Courtship begins when the male approaches the female, sniffing its sides or cloaca. The male then brings its tail to the female and rapidly vibrates it. The female responds by pushing the male's neck with its snout. At this point, the male slowly moves away, undulating its tail, while the female follows, touching the tail with its snout when close enough. The male then deposits two to four spermatophores, one at a time, moving several centimeters after each, which the female attempts to pick up with its cloaca, sometimes unsuccessfully.[23]

Females lay eggs separately on underwater objects, such as leaves and submerged grass roots, fertilized one-by-one via the spermatophores they carry. They can lay up to 40 eggs in one session, and 100 to 400 eggs in a full breeding season.[23]

Life cycle

Unlike larvae, older newts cannot stay underwater indefinitely

The young hatch from their eggs after about 3 weeks, as swimming, gilled larvae, with dorsal tailfins. In captive settings, they are known to readily eat mosquito larvae, brine shrimp, earthworms, and each other. They grow around 3 centimetres (1.2 in) in the first three months of their lives. They undergo metamorphosis at between five and six months (immediately before which, they stop eating), losing their gills and fins, and becoming juveniles. Juveniles cannot remain submerged in water like larvae or they will drown.[24][25]

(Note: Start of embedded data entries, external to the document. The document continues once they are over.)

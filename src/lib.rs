//! A terminal graphics protocol store: parses the wire command grammar,
//! manages the on-disk frame cache and in-memory decoded/scaled pixmaps,
//! drives the animation scheduler, and evicts under resource pressure.
//!
//! The crate never touches a terminal grid, a GPU, or the window system
//! directly — those live behind [`render::CompositorSurface`],
//! [`dispatch::CellCallback`], and [`dispatch::RedrawHook`], which the
//! embedding terminal implements.

pub mod animation;
pub mod base64;
pub mod cache_dir;
pub mod clock;
pub mod config;
pub mod debug;
pub mod decode;
pub mod dispatch;
pub mod drawlist;
pub mod error;
pub mod eviction;
pub mod ids;
pub mod protocol;
pub mod render;
pub mod scale;
pub mod store;

pub use config::Limits;
pub use dispatch::{dispatch, CellCallback, RedrawHook};
pub use error::{CoreError, Result};
pub use protocol::{parse, Command};
pub use store::Store;
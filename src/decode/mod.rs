//! Turning an uploaded frame file into a decoded ARGB bitmap.

pub mod compositor;
pub mod format;
pub mod raw;

pub use compositor::ensure_loaded;
pub use format::{ChainDecoder, FormatDecoder};
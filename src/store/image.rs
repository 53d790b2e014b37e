//! A logical image: an ordered sequence of frames and its placements.

use std::collections::HashMap;

use crate::clock::Milliseconds;
use crate::ids::{ImageId, PlacementId};
use crate::store::frame::Frame;
use crate::store::placement::Placement;

/// Playback state of an image's frame sequence (spec.md §3).
#[derive(Debug, Clone, Copy, PartialEq, Eq)]
pub enum AnimationState {
    /// No animation control command has run yet.
    Unset,
    Stopped,
    Loading,
    Looping,
}

impl AnimationState {
    pub fn from_wire(value: i64) -> Option<Self> {
        match value {
            1 => Some(AnimationState::Stopped),
            2 => Some(AnimationState::Loading),
            3 => Some(AnimationState::Looping),
            _ => None,
        }
    }
}

pub struct Image {
    pub image_id: ImageId,
    pub image_number: Option<u32>,
    pub frames: Vec<Frame>,
    pub placements: HashMap<PlacementId, Placement>,
    pub default_placement: Option<PlacementId>,
    pub pix_width: u32,
    pub pix_height: u32,
    pub animation_state: AnimationState,
    /// 1-based; 0 means "not yet touched by the scheduler".
    pub current_frame: u32,
    pub current_frame_time: Milliseconds,
    pub total_duration_ms: i64,
    pub next_redraw_ms: Milliseconds,
    pub last_redraw_ms: Milliseconds,
    pub total_disk_size: u64,
    pub atime: Milliseconds,
    /// Order tiebreaker shared with [`crate::store::context::Store::global_command_counter`].
    pub global_command_index: u64,
}

impl Image {
    pub fn new(image_id: ImageId, now: Milliseconds, global_command_index: u64) -> Self {
        Self {
            image_id,
            image_number: None,
            frames: Vec::new(),
            placements: HashMap::new(),
            default_placement: None,
            pix_width: 0,
            pix_height: 0,
            animation_state: AnimationState::Unset,
            current_frame: 0,
            current_frame_time: now,
            total_duration_ms: 0,
            next_redraw_ms: 0,
            last_redraw_ms: now,
            total_disk_size: 0,
            atime: now,
            global_command_index,
        }
    }

    pub fn touch(&mut self, now: Milliseconds) {
        self.atime = now;
    }

    /// Last frame index whose upload has actually finished; a half-uploaded
    /// trailing frame is hidden from the scheduler (spec.md §4.6).
    pub fn last_uploaded_frame_index(&self) -> u32 {
        let len = self.frames.len() as u32;
        if len == 0 {
            return 0;
        }
        if !self.frames[(len - 1) as usize].status.is_uploaded() {
            return len.saturating_sub(1);
        }
        len
    }

    pub fn frame(&self, index: u32) -> Option<&Frame> {
        index.checked_sub(1).and_then(|i| self.frames.get(i as usize))
    }

    pub fn frame_mut(&mut self, index: u32) -> Option<&mut Frame> {
        index.checked_sub(1).and_then(|i| self.frames.get_mut(i as usize))
    }

    pub fn recompute_total_duration(&mut self) {
        self.total_duration_ms = self.frames.iter().map(|f| f.duration_contribution()).sum();
    }

    pub fn recompute_disk_size(&mut self) {
        self.total_disk_size = self.frames.iter().map(|f| f.disk_size).sum();
    }
}
//! A request to render a (possibly cropped, scaled) view of an image.

use crate::clock::Milliseconds;
use crate::ids::PlacementId;
use crate::render::PixmapHandle;

/// How the source rect is fit into `cols x rows` cells.
#[derive(Debug, Clone, Copy, PartialEq, Eq)]
pub enum ScaleMode {
    /// Stretch source to destination.
    Fill,
    /// Letterbox, preserving aspect ratio.
    Contain,
    /// Copy 1:1 at the origin, clipping if larger than the destination.
    None,
    /// `None` unless the destination is smaller in either axis, then `Contain`.
    NoneOrContain,
}

/// A scaled pixmap the compositor produced for one frame of a placement.
#[derive(Debug)]
pub struct PlacementPixmap {
    pub handle: PixmapHandle,
    pub byte_size: u64,
}

pub struct Placement {
    pub placement_id: PlacementId,
    /// Anchors Unicode placeholders elsewhere; the store never renders it.
    pub virtual_: bool,
    pub scale_mode: ScaleMode,
    pub rows: Option<u32>,
    pub cols: Option<u32>,
    pub src_x: u32,
    pub src_y: u32,
    /// `None` means "to the edge of the image".
    pub src_w: Option<u32>,
    pub src_h: Option<u32>,
    pub do_not_move_cursor: bool,
    pub atime: Milliseconds,
    /// Per-frame pixmap slots, 1-based frame index maps to `slot index - 1`.
    pub pixmaps: Vec<Option<PlacementPixmap>>,
    /// Cell metrics the current pixmaps were built for; a mismatch forces
    /// a full re-scale (spec.md §4.5).
    pub scaled_cell: Option<(u32, u32)>,
    /// Frame index that must not be evicted during the current render
    /// (spec.md §5, §9).
    pub protected_frame: Option<u32>,
}

impl Placement {
    pub fn new(placement_id: PlacementId, now: Milliseconds) -> Self {
        Self {
            placement_id,
            virtual_: false,
            scale_mode: ScaleMode::Contain,
            rows: None,
            cols: None,
            src_x: 0,
            src_y: 0,
            src_w: None,
            src_h: None,
            do_not_move_cursor: false,
            atime: now,
            pixmaps: Vec::new(),
            scaled_cell: None,
            protected_frame: None,
        }
    }

    pub fn touch(&mut self, now: Milliseconds) {
        self.atime = now;
    }

    pub fn pixmap_ram_size(&self) -> u64 {
        self.pixmaps.iter().flatten().map(|p| p.byte_size).sum()
    }

    /// Drops every pixmap (e.g. because the cell metrics changed),
    /// returning freed bytes.
    pub fn clear_pixmaps(&mut self) -> u64 {
        let freed = self.pixmap_ram_size();
        self.pixmaps.clear();
        self.scaled_cell = None;
        freed
    }

    fn ensure_slot(&mut self, frame_index: u32) {
        let needed = frame_index as usize;
        if self.pixmaps.len() < needed {
            self.pixmaps.resize_with(needed, || None);
        }
    }

    pub fn pixmap(&self, frame_index: u32) -> Option<&PlacementPixmap> {
        self.pixmaps.get((frame_index as usize).checked_sub(1)?)?.as_ref()
    }

    /// Sets the pixmap for `frame_index` (1-based), returning the bytes
    /// freed if one was already present.
    pub fn set_pixmap(&mut self, frame_index: u32, pixmap: PlacementPixmap) -> u64 {
        self.ensure_slot(frame_index);
        let slot = &mut self.pixmaps[(frame_index - 1) as usize];
        let freed = slot.take().map(|p| p.byte_size).unwrap_or(0);
        *slot = Some(pixmap);
        freed
    }

    /// Drops the pixmap for `frame_index`, returning its byte size if present.
    pub fn unload_pixmap(&mut self, frame_index: u32) -> u64 {
        match self.pixmaps.get_mut((frame_index as usize).saturating_sub(1)) {
            Some(slot) => slot.take().map(|p| p.byte_size).unwrap_or(0),
            None => 0,
        }
    }
}

#[cfg(test)]
mod tests {
    use super::*;
    use crate::render::PixmapHandle;

    fn pm(size: u64) -> PlacementPixmap {
        PlacementPixmap { handle: PixmapHandle::new(1), byte_size: size }
    }

    #[test]
    fn set_and_unload_pixmap_tracks_ram() {
        let mut p = Placement::new(1, 0);
        assert_eq!(p.pixmap_ram_size(), 0);
        p.set_pixmap(2, pm(100));
        assert_eq!(p.pixmap_ram_size(), 100);
        assert_eq!(p.unload_pixmap(2), 100);
        assert_eq!(p.pixmap_ram_size(), 0);
        assert!(p.pixmap(2).is_none());
    }

    #[test]
    fn clear_pixmaps_resets_scaled_cell() {
        let mut p = Placement::new(1, 0);
        p.scaled_cell = Some((8, 16));
        p.set_pixmap(1, pm(50));
        let freed = p.clear_pixmaps();
        assert_eq!(freed, 50);
        assert!(p.scaled_cell.is_none());
        assert!(p.pixmaps.is_empty());
    }
}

Newts at lower altitudes mature faster than those at higher ones, and male newts of these populations tend to live longer after reaching maturity. However, their fully-grown size is not as large as that of lowland newts. Wild individuals as old as twenty-three have been found.[21]

Diet

Juveniles often consume soil-dwelling Collembola and Acari species.[13] Adults at one particular sub-alpine moor in the Azuma Mountains of the Fukushima Prefecture were found to take both live prey and animals that were already dead. They consume many insect varieties, such as members of Odonata (larvae have been found whole in newt stomachs, while only pieces of adults have been discovered), Brachycera, Hymenoptera, and Coleoptera. They also eat Rhacophorus arboreus tadpoles and the eggs of their own kind. The makeup of their diet varies seasonally and from year-to-year, suggesting changes in the small animals around the ponds that they dwell in.[14] Similar results were found at a pond on the campus of Tokyo Metropolitan University in Hachiōji, Tokyo, with newt stomachs containing insects from many different orders, and again, the eggs of conspecifics. Again, frog tadpoles were eaten, although these belonged to the species Rhacophorus schlegelii.[26]

Predators

Newts in Mainland Japan have different antipredator behavior than newts on smaller ones. Individuals on smaller islands (for instance, Fukue Island) generally utilize a maneuver called the unken reflex, where they expose their bright red underbelly to attackers. As their main predators are birds, which are capable of distinguishing the color red, this technique is effective. However, in Mainland Japan, the newts must also avoid mammalian predators, which cannot distinguish colors as well as avian hunters. This leads these populations to use the maneuver less, as it can result in death if attempted.[12]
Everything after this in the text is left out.